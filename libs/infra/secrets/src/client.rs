// [libs/infra/secrets/src/client.rs]
//! Enrollment and secret CRUD for a single node. Every node in the
//! cluster — head or worker — holds one of these.

use std::sync::Arc;

use base64::engine::general_purpose::STANDARD as BASE64;
use base64::Engine;
use certslurp_coordination_store::{CoordinationStore, TxnOp, WatchEvent};
use certslurp_domain_models::keys;
use crypto_box::PublicKey;
use futures::StreamExt;
use parking_lot::RwLock;
use tracing::{info, instrument};

use crate::crypto::{self, CLUSTER_KEY_LEN};
use crate::errors::SecretsError;
use crate::keypair::NodeKeypair;

/// The result of enrollment: either the node already had a cluster
/// key (self-bootstrap) or it must wait for an operator to approve it.
pub enum EnrollmentOutcome {
    Enrolled,
    AwaitingApproval,
}

pub struct SecretsClient {
    store: Arc<dyn CoordinationStore>,
    root: String,
    node_id: String,
    keypair: NodeKeypair,
    cluster_key: RwLock<Option<[u8; CLUSTER_KEY_LEN]>>,
}

impl SecretsClient {
    pub fn new(store: Arc<dyn CoordinationStore>, root: impl Into<String>, node_id: impl Into<String>, keypair: NodeKeypair) -> Self {
        SecretsClient {
            store,
            root: root.into(),
            node_id: node_id.into(),
            keypair,
            cluster_key: RwLock::new(None),
        }
    }

    pub fn is_enrolled(&self) -> bool {
        self.cluster_key.read().is_some()
    }

    pub fn public_key_base64(&self) -> String {
        self.keypair.public_base64()
    }

    /// Self-bootstrap path: the operator handed this node the cluster
    /// key directly on disk.
    /// The node immediately seals its own `SealedNodeKey` entry (so it
    /// shows up as already-enrolled to anyone listing the cluster) and
    /// injects the key into memory — no operator round-trip needed, so
    /// the very first head can come up without anyone to approve it.
    #[instrument(skip(self, cluster_key_base64), fields(node_id = %self.node_id))]
    pub async fn bootstrap_with_cluster_key(&self, cluster_key_base64: &str) -> Result<(), SecretsError> {
        let bytes = BASE64.decode(cluster_key_base64)?;
        if bytes.len() != CLUSTER_KEY_LEN {
            return Err(SecretsError::InvalidClusterKeyLength(bytes.len()));
        }
        let mut arr = [0u8; CLUSTER_KEY_LEN];
        arr.copy_from_slice(&bytes);

        let envelope = crypto::seal(&self.keypair.public(), &arr)?;
        let sealed_key = keys::secrets_sealed_key(&self.root, &self.node_id);
        self.store.put(&sealed_key, envelope, None).await?;

        *self.cluster_key.write() = Some(arr);
        info!("enrolled via self-bootstrap cluster key");
        Ok(())
    }

    /// Writes `PendingRegistration` with this node's public key.
    /// Idempotent: re-registering overwrites the same key with the
    /// same public key.
    #[instrument(skip(self), fields(node_id = %self.node_id))]
    pub async fn register_pending(&self) -> Result<(), SecretsError> {
        let key = keys::secrets_pending_key(&self.root, &self.node_id);
        let payload = serde_json::json!({ "public_key": self.public_key_base64() });
        self.store
            .put(&key, certslurp_coordination_store::to_json_bytes(&payload), None)
            .await?;
        info!("wrote pending registration, awaiting operator approval");
        Ok(())
    }

    /// Watches `SealedNodeKey` until an approver writes one, opens it
    /// with this node's secret key, and keeps the cluster key in
    /// memory. Blocks until enrollment completes or the watch stream
    /// ends.
    #[instrument(skip(self), fields(node_id = %self.node_id))]
    pub async fn await_approval(&self) -> Result<(), SecretsError> {
        let key = keys::secrets_sealed_key(&self.root, &self.node_id);

        if let Some(existing) = self.store.get(&key).await? {
            return self.open_and_store_cluster_key(&existing.value);
        }

        let mut watch = self.store.watch(&key, false).await?;
        while let Some(event) = watch.next().await {
            match event? {
                WatchEvent::Put(kv) if kv.key == key => {
                    return self.open_and_store_cluster_key(&kv.value);
                }
                _ => continue,
            }
        }
        Err(SecretsError::NotEnrolled)
    }

    fn open_and_store_cluster_key(&self, sealed: &[u8]) -> Result<(), SecretsError> {
        let opened = crypto::open(&self.keypair.secret, sealed)?;
        if opened.len() != CLUSTER_KEY_LEN {
            return Err(SecretsError::InvalidClusterKeyLength(opened.len()));
        }
        let mut arr = [0u8; CLUSTER_KEY_LEN];
        arr.copy_from_slice(&opened);
        *self.cluster_key.write() = Some(arr);
        info!("enrolled via operator-approved sealed cluster key");
        Ok(())
    }

    /// The cluster key held in memory, if enrollment has completed.
    /// Exposed so an enrolled head can seal it to newly-approved nodes
    /// via [`SecretsAdmin::approve`] without a second copy of the key
    /// material living anywhere else.
    pub fn cluster_key(&self) -> Result<[u8; CLUSTER_KEY_LEN], SecretsError> {
        self.cluster_key.read().ok_or(SecretsError::NotEnrolled)
    }

    /// `Set(key, plaintext)`: client-seal — encrypted here, before the
    /// coordination store ever sees a byte of plaintext.
    #[instrument(skip(self, plaintext), fields(node_id = %self.node_id))]
    pub async fn set(&self, key: &str, plaintext: &[u8]) -> Result<(), SecretsError> {
        let cluster_key = self.cluster_key()?;
        let ciphertext = crypto::encrypt_secret(&cluster_key, plaintext)?;
        let store_key = keys::secrets_store_key(&self.root, key);
        self.store.put(&store_key, ciphertext, None).await?;
        Ok(())
    }

    #[instrument(skip(self), fields(node_id = %self.node_id))]
    pub async fn get(&self, key: &str) -> Result<Option<Vec<u8>>, SecretsError> {
        let cluster_key = self.cluster_key()?;
        let store_key = keys::secrets_store_key(&self.root, key);
        match self.store.get(&store_key).await? {
            Some(kv) => Ok(Some(crypto::decrypt_secret(&cluster_key, &kv.value)?)),
            None => Ok(None),
        }
    }

    #[instrument(skip(self), fields(node_id = %self.node_id))]
    pub async fn delete(&self, key: &str) -> Result<(), SecretsError> {
        let store_key = keys::secrets_store_key(&self.root, key);
        self.store.delete(&store_key).await?;
        Ok(())
    }

    /// Lists stored secret key names (not values) under an optional
    /// sub-prefix.
    #[instrument(skip(self), fields(node_id = %self.node_id))]
    pub async fn list(&self, sub_prefix: &str) -> Result<Vec<String>, SecretsError> {
        let base = keys::secrets_store_prefix(&self.root);
        let full_prefix = format!("{base}{sub_prefix}");
        let entries = self.store.list(&full_prefix).await?;
        Ok(entries
            .into_iter()
            .filter_map(|kv| kv.key.strip_prefix(&base).map(str::to_string))
            .collect())
    }
}

/// Admin-side operations, used only by the head API's `/secrets/nodes`
/// endpoints — these never need a node's own cluster key.
pub struct SecretsAdmin {
    store: Arc<dyn CoordinationStore>,
    root: String,
}

#[derive(Debug, Clone, serde::Serialize, serde::Deserialize)]
pub struct PendingNode {
    pub node_id: String,
    pub public_key_base64: String,
}

impl SecretsAdmin {
    pub fn new(store: Arc<dyn CoordinationStore>, root: impl Into<String>) -> Self {
        SecretsAdmin { store, root: root.into() }
    }

    #[instrument(skip(self))]
    pub async fn list_pending(&self) -> Result<Vec<PendingNode>, SecretsError> {
        let prefix = keys::secrets_pending_prefix(&self.root);
        let entries = self.store.list(&prefix).await?;
        let mut pending = Vec::with_capacity(entries.len());
        for kv in entries {
            let node_id = kv
                .key
                .strip_prefix(&prefix)
                .unwrap_or(&kv.key)
                .to_string();
            let payload: serde_json::Value = kv.json()?;
            let public_key_base64 = payload
                .get("public_key")
                .and_then(|v| v.as_str())
                .unwrap_or_default()
                .to_string();
            pending.push(PendingNode { node_id, public_key_base64 });
        }
        Ok(pending)
    }

    /// Seals `cluster_key` to the pending node's public key, writes
    /// `SealedNodeKey`, and deletes the pending entry — atomically, so
    /// a crash never leaves both present or both absent in a torn
    /// state.
    #[instrument(skip(self, cluster_key), fields(node_id = %node_id))]
    pub async fn approve(&self, node_id: &str, cluster_key: &[u8; CLUSTER_KEY_LEN]) -> Result<(), SecretsError> {
        let pending_key = keys::secrets_pending_key(&self.root, node_id);
        let pending = self
            .store
            .get(&pending_key)
            .await?
            .ok_or_else(|| SecretsError::NoPendingRegistration(node_id.to_string()))?;
        let payload: serde_json::Value = pending.json()?;
        let public_key_base64 = payload
            .get("public_key")
            .and_then(|v| v.as_str())
            .ok_or(SecretsError::MalformedEnvelope)?;
        let public_key_bytes = BASE64.decode(public_key_base64)?;
        if public_key_bytes.len() != 32 {
            return Err(SecretsError::InvalidClusterKeyLength(public_key_bytes.len()));
        }
        let mut arr = [0u8; 32];
        arr.copy_from_slice(&public_key_bytes);
        let recipient = PublicKey::from(arr);

        let envelope = crypto::seal(&recipient, cluster_key)?;
        let sealed_key = keys::secrets_sealed_key(&self.root, node_id);

        self.store
            .txn(
                vec![certslurp_coordination_store::Predicate::KeyPresent { key: pending_key.clone() }],
                vec![TxnOp::put(&sealed_key, envelope), TxnOp::delete(&pending_key)],
                vec![],
            )
            .await?;
        info!("approved node enrollment, cluster key sealed and delivered");
        Ok(())
    }
}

★ ★ ★ ★

§ WHAT NEEDS TO BE DONE
Include the first line, the line containing "use crate::errors::SecretsError;", and every line between them, copied exactly from the material above; output no other line.

§ TASK ANSWER
filename libs/infra/secrets/src/client.rs
// [libs/infra/secrets/src/client.rs]
//! Enrollment and secret CRUD for a single node. Every node in the
//! cluster — head or worker — holds one of these.

use std::sync::Arc;

use base64::engine::general_purpose::STANDARD as BASE64;
use base64::Engine;
use certslurp_coordination_store::{CoordinationStore, TxnOp, WatchEvent};
use certslurp_domain_models::keys;
use crypto_box::PublicKey;
use futures::StreamExt;
use parking_lot::RwLock;
use tracing::{info, instrument};

use crate::crypto::{self, CLUSTER_KEY_LEN};
use crate::errors::SecretsError;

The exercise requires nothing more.